There are, of course, obvious economic arguments for allowing private capital into the oil industry. The United States’ third-largest source of imported oil has seen its production fall by 20 percent in three years; barring a last-minute intervention by the Virgin of Guadalupe, Mexican oil exports will stop seven years from now. Latin America’s biggest company is so undercapitalized that it has ceased deep-sea exploration, its only potential source of new crude. The government that Mexican statists love so much depends on Pemex for almost 40 percent of its revenue, which means that by the time the populists get back into power they will not have funds left for their populist extravaganzas.
But the argument is not economic. It is essentially cultural: Mexicans need to move away from the notion that oil nationalization, which took place in 1938 under President Lazaro Cardenas, was an act of independence. Time has proved that it was an act of civil capitulation in the face of authoritarian power. Had Mexico followed a different course in the 20th century, its citizens probably would not be risking their lives or negotiating their dignity with “coyote” mafias in order to sneak into the United States—the very country from which the 1938 nationalization was supposed to have made them independent.
I asked Calderon about privatizing Pemex soon after he was elected. Although he said he would respect the constitutional mandate to keep Pemex in government hands, he made clear that he would try his best to open up the sector to private investment. But the first year of his presidency was so consumed with law-and-order issues that I thought he had given up on the idea.
Perhaps he should have started sooner. And once the decision was taken to let the tiger out of the cage, he should have heeded what many of his followers were urging him to do—distribute most of Pemex’s stock to the public at large.
Even those Mexicans who are denouncing the bill would have behaved responsibly once they realized that stock ownership gave them an opportunity to prosper. Making ordinary citizens partners in the transition to the new system would have made the populists’ case very costly. Now, because Mexicans equate private enterprise with private monopolies, corruption and high prices of the kind practiced by many companies linked to the Mexican state, they anticipate little personal benefit from ending the government monopoly.
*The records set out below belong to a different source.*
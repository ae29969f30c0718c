//! Repository layer abstractions and SQLite implementations.
//!
//! # Responsibility
//! - Define use-case oriented data access contracts for items and masters.
//! - Isolate SQL details from service orchestration.
//!
//! # Invariants
//! - Item writes run `Item::validate()` before touching SQL.
//! - Repository APIs return semantic errors (`NotFound`,
//!   `UnknownReference`) in addition to DB transport errors.
//! - Read paths reject invalid persisted values instead of masking them.

use crate::db::migrations::latest_version;
use crate::db::DbError;
use crate::model::item::ItemValidationError;
use crate::model::master::{MasterId, MasterKind};
use rusqlite::Connection;
use std::error::Error;
use std::fmt::{Display, Formatter};
use uuid::Uuid;

pub mod item_repo;
pub mod master_repo;

pub type RepoResult<T> = Result<T, RepoError>;

/// Repository error shared by item and master persistence.
#[derive(Debug)]
pub enum RepoError {
    Validation(ItemValidationError),
    Db(DbError),
    /// No row with this id.
    NotFound(Uuid),
    /// An item points at a master record that does not exist.
    UnknownReference { kind: MasterKind, id: MasterId },
    /// Connection schema is not at the version this build expects.
    UninitializedConnection {
        expected_version: u32,
        actual_version: u32,
    },
    MissingRequiredTable(&'static str),
    InvalidData(String),
}

impl Display for RepoError {
    fn fmt(&self, f: &mut Formatter<'_>) -> std::fmt::Result {
        match self {
            Self::Validation(err) => write!(f, "{err}"),
            Self::Db(err) => write!(f, "{err}"),
            Self::NotFound(id) => write!(f, "record not found: {id}"),
            Self::UnknownReference { kind, id } => write!(f, "{kind} not found: {id}"),
            Self::UninitializedConnection {
                expected_version,
                actual_version,
            } => write!(
                f,
                "repository requires schema version {expected_version}, got {actual_version}"
            ),
            Self::MissingRequiredTable(table) => {
                write!(f, "repository requires table `{table}`")
            }
            Self::InvalidData(message) => write!(f, "invalid persisted data: {message}"),
        }
    }
}

impl Error for RepoError {
    fn source(&self) -> Option<&(dyn Error + 'static)> {
        match self {
            Self::Validation(err) => Some(err),
            Self::Db(err) => Some(err),
            _ => None,
        }
    }
}

impl From<ItemValidationError> for RepoError {
    fn from(value: ItemValidationError) -> Self {
        Self::Validation(value)
    }
}

impl From<DbError> for RepoError {
    fn from(value: DbError) -> Self {
        Self::Db(value)
    }
}

impl From<rusqlite::Error> for RepoError {
    fn from(value: rusqlite::Error) -> Self {
        Self::Db(DbError::Sqlite(value))
    }
}

/// Storage table backing each master kind.
pub(crate) fn master_table(kind: MasterKind) -> &'static str {
    match kind {
        MasterKind::Category => "categories",
        MasterKind::Location => "locations",
        MasterKind::Tag => "tags",
    }
}

pub(crate) fn parse_uuid(value: &str, column: &'static str) -> RepoResult<Uuid> {
    Uuid::parse_str(value)
        .map_err(|_| RepoError::InvalidData(format!("invalid uuid `{value}` in {column}")))
}

pub(crate) fn bool_to_int(value: bool) -> i64 {
    if value {
        1
    } else {
        0
    }
}

/// Rejects connections that were not opened through `db::open_*`.
pub(crate) fn ensure_connection_ready(
    conn: &Connection,
    tables: &[&'static str],
) -> RepoResult<()> {
    let expected_version = latest_version();
    let actual_version: u32 = conn.query_row("PRAGMA user_version;", [], |row| row.get(0))?;
    if actual_version != expected_version {
        return Err(RepoError::UninitializedConnection {
            expected_version,
            actual_version,
        });
    }

    for &table in tables {
        if !table_exists(conn, table)? {
            return Err(RepoError::MissingRequiredTable(table));
        }
    }
    Ok(())
}

fn table_exists(conn: &Connection, table: &str) -> RepoResult<bool> {
    let exists: i64 = conn.query_row(
        "SELECT EXISTS(
            SELECT 1
            FROM sqlite_master
            WHERE type = 'table' AND name = ?1
        );",
        [table],
        |row| row.get(0),
    )?;
    Ok(exists == 1)
}

pub(crate) fn master_exists(conn: &Connection, kind: MasterKind, id: MasterId) -> RepoResult<bool> {
    let exists: i64 = conn.query_row(
        &format!(
            "SELECT EXISTS(SELECT 1 FROM {} WHERE id = ?1);",
            master_table(kind)
        ),
        [id.to_string()],
        |row| row.get(0),
    )?;
    Ok(exists == 1)
}
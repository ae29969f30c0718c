//! Whole-inventory snapshot for export.
//!
//! # Responsibility
//! - Gather every master record and item into one serializable value.
//!
//! # Invariants
//! - Master lists are in display order; items are in storage order.
//! - Snapshots are read-only; nothing here writes.

use crate::model::item::Item;
use crate::model::master::{MasterKind, MasterRecord};
use crate::model::{now_epoch_ms, EpochMs};
use crate::query::collation::sort_masters_by_name;
use crate::repo::item_repo::ItemRepository;
use crate::repo::master_repo::MasterRepository;
use crate::repo::RepoResult;
use serde::Serialize;

/// Snapshot layout version, bumped on incompatible shape changes.
pub const SNAPSHOT_FORMAT_VERSION: u32 = 1;

/// Serializable copy of the full inventory.
#[derive(Debug, Clone, Serialize)]
pub struct InventorySnapshot {
    pub format_version: u32,
    pub exported_at: EpochMs,
    pub categories: Vec<MasterRecord>,
    pub locations: Vec<MasterRecord>,
    pub tags: Vec<MasterRecord>,
    pub items: Vec<Item>,
}

/// Reads the whole inventory through the given repositories.
pub fn snapshot(
    items: &impl ItemRepository,
    masters: &impl MasterRepository,
) -> RepoResult<InventorySnapshot> {
    let sorted = |kind: MasterKind| -> RepoResult<Vec<MasterRecord>> {
        let mut records = masters.list_masters(kind)?;
        sort_masters_by_name(&mut records);
        Ok(records)
    };

    Ok(InventorySnapshot {
        format_version: SNAPSHOT_FORMAT_VERSION,
        exported_at: now_epoch_ms(),
        categories: sorted(MasterKind::Category)?,
        locations: sorted(MasterKind::Location)?,
        tags: sorted(MasterKind::Tag)?,
        items: items.list_items()?,
    })
}
//! SQLite storage bootstrap and schema migration entry points.
//!
//! # Responsibility
//! - Open and configure SQLite connections for the inventory store.
//! - Apply schema migrations in deterministic order.
//!
//! # Invariants
//! - Migration version is tracked via `PRAGMA user_version`.
//! - Nothing reads or writes inventory data before migrations succeed.

use std::error::Error;
use std::fmt::{Display, Formatter};

pub mod migrations;
mod open;

pub use open::{open_db, open_db_in_memory};

pub type DbResult<T> = Result<T, DbError>;

#[derive(Debug)]
pub enum DbError {
    Sqlite(rusqlite::Error),
    UnsupportedSchemaVersion {
        db_version: u32,
        latest_supported: u32,
    },
}

impl Display for DbError {
    fn fmt(&self, f: &mut Formatter<'_>) -> std::fmt::Result {
        match self {
            Self::Sqlite(err) => write!(f, "{err}"),
            Self::UnsupportedSchemaVersion {
                db_version,
                latest_supported,
            } => write!(
                f,
                "inventory schema version {db_version} is newer than supported {latest_supported}"
            ),
        }
    }
}

impl Error for DbError {
    fn source(&self) -> Option<&(dyn Error + 'static)> {
        match self {
            Self::Sqlite(err) => Some(err),
            Self::UnsupportedSchemaVersion { .. } => None,
        }
    }
}

impl From<rusqlite::Error> for DbError {
    fn from(value: rusqlite::Error) -> Self {
        Self::Sqlite(value)
    }
}
//! `stowage export` command - JSON snapshot of the whole inventory

use console::style;
use miette::{IntoDiagnostic, Result};
use std::path::PathBuf;
use stowage_core::snapshot;

use crate::context::Context;
use crate::helpers::report;

#[derive(clap::Args, Debug)]
pub struct ExportArgs {
    /// Write to this file instead of stdout
    #[arg(long, short = 'o')]
    pub output: Option<PathBuf>,
}

pub fn run(args: ExportArgs, ctx: &Context) -> Result<()> {
    let items = ctx.item_repo()?;
    let masters = ctx.master_repo()?;
    let inventory = snapshot(&items, &masters).map_err(report)?;
    let json = serde_json::to_string_pretty(&inventory).into_diagnostic()?;

    match args.output {
        Some(path) => {
            std::fs::write(&path, json).into_diagnostic()?;
            eprintln!(
                "{} Exported {} items to {}",
                style("✓").green(),
                style(inventory.items.len()).cyan(),
                style(path.display()).dim()
            );
        }
        None => println!("{json}"),
    }
    Ok(())
}
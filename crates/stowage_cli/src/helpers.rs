//! Shared helpers for CLI commands

use chrono::{DateTime, NaiveDate, Utc};
use miette::Result;
use std::fmt::Display;
use stowage_core::{EpochMs, Item, MasterKind, MasterRecord};
use uuid::Uuid;

const SHORT_ID_LEN: usize = 8;
const MIN_PREFIX_LEN: usize = 4;

/// Converts a core error into a diagnostic.
pub fn report(err: impl Display) -> miette::Report {
    miette::miette!("{err}")
}

/// First characters of a UUID, enough to type back in.
pub fn short_id(id: Uuid) -> String {
    id.to_string().chars().take(SHORT_ID_LEN).collect()
}

pub fn format_timestamp(ms: EpochMs) -> String {
    DateTime::<Utc>::from_timestamp_millis(ms)
        .map(|at| at.format("%Y-%m-%d %H:%M").to_string())
        .unwrap_or_else(|| ms.to_string())
}

/// Empty input clears an optional text field.
pub fn none_if_blank(value: String) -> Option<String> {
    if value.trim().is_empty() {
        None
    } else {
        Some(value)
    }
}

/// Parses `YYYY-MM-DD`; empty input clears the date.
pub fn parse_date(value: &str) -> Result<Option<NaiveDate>> {
    let trimmed = value.trim();
    if trimmed.is_empty() {
        return Ok(None);
    }
    NaiveDate::parse_from_str(trimmed, "%Y-%m-%d")
        .map(Some)
        .map_err(|_| miette::miette!("Invalid date `{trimmed}`; expected YYYY-MM-DD"))
}

/// Finds a master record by full id, unique id prefix, or exact name
/// (case-insensitive).
pub fn resolve_master<'a>(
    records: &'a [MasterRecord],
    kind: MasterKind,
    key: &str,
) -> Result<&'a MasterRecord> {
    let key = key.trim();
    let by_name: Vec<_> = records
        .iter()
        .filter(|record| record.name.eq_ignore_ascii_case(key))
        .collect();
    match by_name.as_slice() {
        [record] => return Ok(*record),
        [] => {}
        _ => {
            return Err(miette::miette!(
                "Several {kind} records are named `{key}`; use the id instead"
            ))
        }
    }

    let ids: Vec<Uuid> = records.iter().map(|record| record.id).collect();
    let id = resolve_id(&ids, kind.label(), key)?;
    records
        .iter()
        .find(|record| record.id == id)
        .ok_or_else(|| miette::miette!("No {kind} matches `{key}`"))
}

/// Finds an item by full id or unique id prefix.
pub fn resolve_item<'a>(items: &'a [Item], key: &str) -> Result<&'a Item> {
    let ids: Vec<Uuid> = items.iter().map(Item::id).collect();
    let id = resolve_id(&ids, "item", key.trim())?;
    items
        .iter()
        .find(|item| item.id() == id)
        .ok_or_else(|| miette::miette!("No item matches `{key}`"))
}

fn resolve_id(ids: &[Uuid], label: &str, key: &str) -> Result<Uuid> {
    if let Ok(id) = Uuid::parse_str(key) {
        return ids
            .contains(&id)
            .then_some(id)
            .ok_or_else(|| miette::miette!("No {label} with id {id}"));
    }
    if key.len() < MIN_PREFIX_LEN {
        return Err(miette::miette!(
            "`{key}` is too short; give at least {MIN_PREFIX_LEN} characters of the id"
        ));
    }

    let prefix = key.to_ascii_lowercase();
    let matches: Vec<Uuid> = ids
        .iter()
        .copied()
        .filter(|id| id.to_string().starts_with(&prefix))
        .collect();
    match matches.as_slice() {
        [id] => Ok(*id),
        [] => Err(miette::miette!("No {label} matches `{key}`")),
        _ => Err(miette::miette!(
            "`{key}` matches {} {label} records; use a longer prefix",
            matches.len()
        )),
    }
}

#[cfg(test)]
mod tests {
    use super::*;

    fn record(name: &str) -> MasterRecord {
        MasterRecord::new(MasterKind::Location, name, 0)
    }

    #[test]
    fn resolve_master_prefers_exact_name() {
        let records = vec![record("Garage"), record("Attic")];
        let found = resolve_master(&records, MasterKind::Location, "garage").unwrap();
        assert_eq!(found.name, "Garage");
    }

    #[test]
    fn resolve_master_accepts_id_prefix() {
        let records = vec![record("Garage"), record("Attic")];
        let prefix = short_id(records[1].id);
        let found = resolve_master(&records, MasterKind::Location, &prefix).unwrap();
        assert_eq!(found.id, records[1].id);
    }

    #[test]
    fn resolve_master_rejects_ambiguous_names() {
        let records = vec![record("Shed"), record("Shed")];
        assert!(resolve_master(&records, MasterKind::Location, "Shed").is_err());
    }

    #[test]
    fn short_prefixes_are_rejected() {
        let records = vec![record("Garage")];
        assert!(resolve_master(&records, MasterKind::Location, "ab").is_err());
    }

    #[test]
    fn parse_date_handles_blank_and_malformed_input() {
        assert_eq!(parse_date("  ").unwrap(), None);
        assert_eq!(
            parse_date("2024-03-01").unwrap(),
            NaiveDate::from_ymd_opt(2024, 3, 1)
        );
        assert!(parse_date("03/01/2024").is_err());
    }
}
There was a time when collective ownership of the communal land was seen as an expression of Mexican identity—and Mexico got rid of that law. There was a time when the Institutional Revolutionary Party, the child of the Mexican Revolution, was indistinguishable from national identity—and Mexicans got rid of the PRI at the polls. One day, they will get rid of state oil as an expression of national identity too.
Calderon’s initiative makes him a key figure among Latin America’s modernizers. While he was promoting the changes in the oil industry, President Evo Morales, an ally of Venezuela’s Hugo Chavez, was busy nationalizing two oil companies in Bolivia. What is at stake in Mexico is the clash between two social paradigms fighting for the soul of Latin America.